**What the task requires**
For the material below, the sole required output is the number of lines that include "crate".

**Supplied records**
--------
//! Material property definitions.
//!
//! Isotropic linear elastic materials, described either by Young's modulus
//! and Poisson's ratio or directly by the Lamé coefficients used by the
//! elasticity bricks.

use crate::error::{Error, Result};
use crate::types::ConstitutiveMatrix;
use nalgebra::Matrix6;

/// Material properties for structural analysis.
#[derive(Debug, Clone, PartialEq)]
pub struct Material {
    /// Young's modulus.
    pub youngs_modulus: f64,
    /// Poisson's ratio (dimensionless).
    pub poissons_ratio: f64,
}

impl Material {
    /// Create a new isotropic linear elastic material.
    ///
    /// # Arguments
    ///
    /// * `youngs_modulus` - Young's modulus E
    /// * `poissons_ratio` - Poisson's ratio ν (dimensionless, -1 < ν < 0.5)
    ///
    /// # Errors
    ///
    /// Returns error if material properties are physically invalid.
    pub fn new(youngs_modulus: f64, poissons_ratio: f64) -> Result<Self> {
        if !(youngs_modulus > 0.0) {
            return Err(Error::InvalidMaterial(
                "Young's modulus must be positive".into(),
            ));
        }
        if poissons_ratio <= -1.0 || poissons_ratio >= 0.5 {
            return Err(Error::InvalidMaterial(
                "Poisson's ratio must be in range (-1, 0.5)".into(),
            ));
        }
        Ok(Self {
            youngs_modulus,
            poissons_ratio,
        })
    }

    /// Recover E and ν from the Lamé coefficients.
    pub fn from_lame(lambda: f64, mu: f64) -> Result<Self> {
        if !(mu > 0.0) || lambda + mu <= 0.0 {
            return Err(Error::InvalidMaterial(format!(
                "Lamé coefficients out of range (lambda = {}, mu = {})",
                lambda, mu
            )));
        }
        let youngs_modulus = mu * (3.0 * lambda + 2.0 * mu) / (lambda + mu);
        let poissons_ratio = lambda / (2.0 * (lambda + mu));
        Self::new(youngs_modulus, poissons_ratio)
    }

    /// Shear modulus G = E / (2(1 + ν)).
    pub fn shear_modulus(&self) -> f64 {
        self.youngs_modulus / (2.0 * (1.0 + self.poissons_ratio))
    }

    /// Bulk modulus K = E / (3(1 - 2ν)).
    pub fn bulk_modulus(&self) -> f64 {
        self.youngs_modulus / (3.0 * (1.0 - 2.0 * self.poissons_ratio))
    }

    /// Lamé's first parameter λ = Eν / ((1+ν)(1-2ν)).
    pub fn lame_lambda(&self) -> f64 {
        let e = self.youngs_modulus;
        let nu = self.poissons_ratio;
        e * nu / ((1.0 + nu) * (1.0 - 2.0 * nu))
    }

    /// Lamé's second parameter μ = G (shear modulus).
    pub fn lame_mu(&self) -> f64 {
        self.shear_modulus()
    }

    /// 3D constitutive matrix for isotropic linear elasticity.
    ///
    /// Returns the 6x6 matrix D such that σ = D * ε in Voigt notation.
    pub fn constitutive_3d(&self) -> ConstitutiveMatrix {
        isotropic_constitutive(self.lame_lambda(), self.lame_mu())
    }
}

/// Isotropic constitutive matrix from the Lamé coefficients.
///
/// Engineering shear strains are assumed, so the shear diagonal is μ.
pub fn isotropic_constitutive(lambda: f64, mu: f64) -> ConstitutiveMatrix {
    let c11 = lambda + 2.0 * mu;
    let c12 = lambda;
    let c44 = mu;

    Matrix6::new(
        c11, c12, c12, 0.0, 0.0, 0.0,
        c12, c11, c12, 0.0, 0.0, 0.0,
        c12, c12, c11, 0.0, 0.0, 0.0,
        0.0, 0.0, 0.0, c44, 0.0, 0.0,
        0.0, 0.0, 0.0, 0.0, c44, 0.0,
        0.0, 0.0, 0.0, 0.0, 0.0, c44,
    )
}

#[cfg(test)]
mod tests {
    use super::*;
    use approx::assert_relative_eq;

    #[test]
    fn test_material_creation() {
        let mat = Material::new(1e3, 0.3).unwrap();
        assert_relative_eq!(mat.youngs_modulus, 1e3);
        assert_relative_eq!(mat.poissons_ratio, 0.3);
    }

    #[test]
    fn test_invalid_youngs_modulus() {
        assert!(Material::new(-100.0, 0.3).is_err());
        assert!(Material::new(0.0, 0.3).is_err());
        assert!(Material::new(f64::NAN, 0.3).is_err());
    }

    #[test]
    fn test_invalid_poissons_ratio() {
        assert!(Material::new(1e3, 0.5).is_err());
        assert!(Material::new(1e3, -1.0).is_err());
        assert!(Material::new(1e3, 0.6).is_err());
    }

    #[test]
    fn test_lame_coefficients() {
        // Tripod demo values: E = 1e3, ν = 0.3
        let mat = Material::new(1e3, 0.3).unwrap();
        assert_relative_eq!(mat.lame_lambda(), 1e3 * 0.3 / (1.3 * 0.4), epsilon = 1e-9);
        assert_relative_eq!(mat.lame_mu(), 1e3 / 2.6, epsilon = 1e-9);
    }

    #[test]
    fn test_from_lame_roundtrip() {
        let mat = Material::new(210.0, 0.25).unwrap();
        let back = Material::from_lame(mat.lame_lambda(), mat.lame_mu()).unwrap();
        assert_relative_eq!(back.youngs_modulus, 210.0, epsilon = 1e-9);
        assert_relative_eq!(back.poissons_ratio, 0.25, epsilon = 1e-12);
        assert!(Material::from_lame(1.0, 0.0).is_err());
    }

    #[test]
    fn test_bulk_modulus() {
        let mat = Material::new(1e3, 0.3).unwrap();
        assert_relative_eq!(mat.bulk_modulus(), 1e3 / 1.2, epsilon = 1e-9);
    }

    #[test]
    fn test_constitutive_matches_textbook_form() {
        let mat = Material::new(200.0, 0.3).unwrap();
        let d = mat.constitutive_3d();
        let e = 200.0;
        let nu = 0.3;
        let factor = e / ((1.0 + nu) * (1.0 - 2.0 * nu));
        assert_relative_eq!(d[(0, 0)], factor * (1.0 - nu), epsilon = 1e-9);
        assert_relative_eq!(d[(0, 1)], factor * nu, epsilon = 1e-9);
        assert_relative_eq!(d[(3, 3)], factor * (1.0 - 2.0 * nu) / 2.0, epsilon = 1e-9);
    }

    #[test]
    fn test_constitutive_symmetry() {
        let d = Material::new(1e3, 0.3).unwrap().constitutive_3d();
        for i in 0..6 {
            for j in 0..6 {
                assert_relative_eq!(d[(i, j)], d[(j, i)], epsilon = 1e-10);
            }
        }
    }
}
//! Legacy VTK export of slices.
//!
//! Writes an `UNSTRUCTURED_GRID` of triangles with point data. In binary
//! mode the arrays are big-endian `float` / `int`, as the legacy format
//! requires.

use crate::error::{Error, Result};
use crate::fem::MeshFem;
use crate::slice::Slice;
use std::fs::File;
use std::io::{BufWriter, Write};
use std::path::Path;
use std::str::FromStr;
use tracing::info;

/// VTK triangle cell type.
const VTK_TRIANGLE: i32 = 5;

#[derive(Debug, Clone, Copy, PartialEq, Eq, Default)]
pub enum VtkFormat {
    #[default]
    Ascii,
    Binary,
}

impl FromStr for VtkFormat {
    type Err = Error;

    fn from_str(s: &str) -> Result<Self> {
        match s.to_ascii_lowercase().as_str() {
            "ascii" => Ok(VtkFormat::Ascii),
            "binary" => Ok(VtkFormat::Binary),
            _ => Err(Error::InvalidParameter(format!("unknown VTK format '{}'", s))),
        }
    }
}

/// A field written as point data.
#[derive(Debug, Clone, Copy)]
pub struct VtkField<'a> {
    pub mf: &'a MeshFem,
    pub values: &'a [f64],
    pub name: &'a str,
}

impl<'a> VtkField<'a> {
    pub fn new(mf: &'a MeshFem, values: &'a [f64], name: &'a str) -> Self {
        Self { mf, values, name }
    }
}

struct Writer<W: Write> {
    out: W,
    format: VtkFormat,
}

impl<W: Write> Writer<W> {
    fn line(&mut self, text: &str) -> Result<()> {
        writeln!(self.out, "{}", text)?;
        Ok(())
    }

    /// One row of floats: space separated in ASCII, raw bytes in binary.
    fn floats(&mut self, values: &[f64]) -> Result<()> {
        match self.format {
            VtkFormat::Ascii => {
                let row: Vec<String> = values.iter().map(|v| format!("{:e}", *v as f32)).collect();
                writeln!(self.out, "{}", row.join(" "))?;
            }
            VtkFormat::Binary => {
                for v in values {
                    self.out.write_all(&(*v as f32).to_be_bytes())?;
                }
            }
        }
        Ok(())
    }

    fn ints(&mut self, values: &[i32]) -> Result<()> {
        match self.format {
            VtkFormat::Ascii => {
                let row: Vec<String> = values.iter().map(i32::to_string).collect();
                writeln!(self.out, "{}", row.join(" "))?;
            }
            VtkFormat::Binary => {
                for v in values {
                    self.out.write_all(&v.to_be_bytes())?;
                }
            }
        }
        Ok(())
    }

    /// Binary arrays end with a newline before the next keyword.
    fn end_array(&mut self) -> Result<()> {
        if self.format == VtkFormat::Binary {
            self.out.write_all(b"\n")?;
        }
        Ok(())
    }
}

fn to_index(i: usize) -> Result<i32> {
    i32::try_from(i).map_err(|_| Error::Export(format!("index {} does not fit a VTK int", i)))
}

/// Write `slice` with its point fields into `out`.
pub fn write_slice<W: Write>(
    out: W,
    slice: &Slice,
    fields: &[VtkField<'_>],
    format: VtkFormat,
    title: &str,
) -> Result<()> {
    let n_nodes = slice.nodes().len();
    let n_triangles = slice.triangles().len();

    // interpolate everything up front so nothing is written on error
    let mut data = Vec::with_capacity(fields.len());
    for field in fields {
        let q = field.mf.qdim();
        if q != 1 && q != 3 {
            return Err(Error::Export(format!(
                "field '{}' has qdim {}, only scalars and 3D vectors are supported",
                field.name, q
            )));
        }
        data.push((field, slice.interpolate(field.mf, field.values)?));
    }

    let mut w = Writer { out, format };
    w.line("# vtk DataFile Version 2.0")?;
    w.line(title.lines().next().unwrap_or(""))?;
    w.line(match format {
        VtkFormat::Ascii => "ASCII",
        VtkFormat::Binary => "BINARY",
    })?;
    w.line("DATASET UNSTRUCTURED_GRID")?;

    w.line(&format!("POINTS {} float", n_nodes))?;
    for node in slice.nodes() {
        w.floats(node.point.as_slice())?;
    }
    w.end_array()?;

    w.line(&format!("CELLS {} {}", n_triangles, 4 * n_triangles))?;
    for t in slice.triangles() {
        w.ints(&[3, to_index(t[0])?, to_index(t[1])?, to_index(t[2])?])?;
    }
    w.end_array()?;

    w.line(&format!("CELL_TYPES {}", n_triangles))?;
    for _ in 0..n_triangles {
        w.ints(&[VTK_TRIANGLE])?;
    }
    w.end_array()?;

    if !data.is_empty() {
        w.line(&format!("POINT_DATA {}", n_nodes))?;
    }
    for (field, values) in data {
        let name = field.name.replace(' ', "_");
        if field.mf.qdim() == 1 {
            w.line(&format!("SCALARS {} float 1", name))?;
            w.line("LOOKUP_TABLE default")?;
            for v in values {
                w.floats(&[v])?;
            }
        } else {
            w.line(&format!("VECTORS {} float", name))?;
            for v in values.chunks(3) {
                w.floats(v)?;
            }
        }
        w.end_array()?;
    }

    w.out.flush()?;
    Ok(())
}

/// Export `slice` to a VTK file.
pub fn export_slice(
    path: impl AsRef<Path>,
    slice: &Slice,
    fields: &[VtkField<'_>],
    format: VtkFormat,
) -> Result<()> {
    let path = path.as_ref();
    let file = File::create(path)?;
    write_slice(BufWriter::new(file), slice, fields, format, "Exported by brickfem")?;
    info!(
        path = %path.display(),
        nodes = slice.nodes().len(),
        fields = fields.len(),
        "exported VTK slice"
    );
    Ok(())
}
--------
**Answer to this task**
5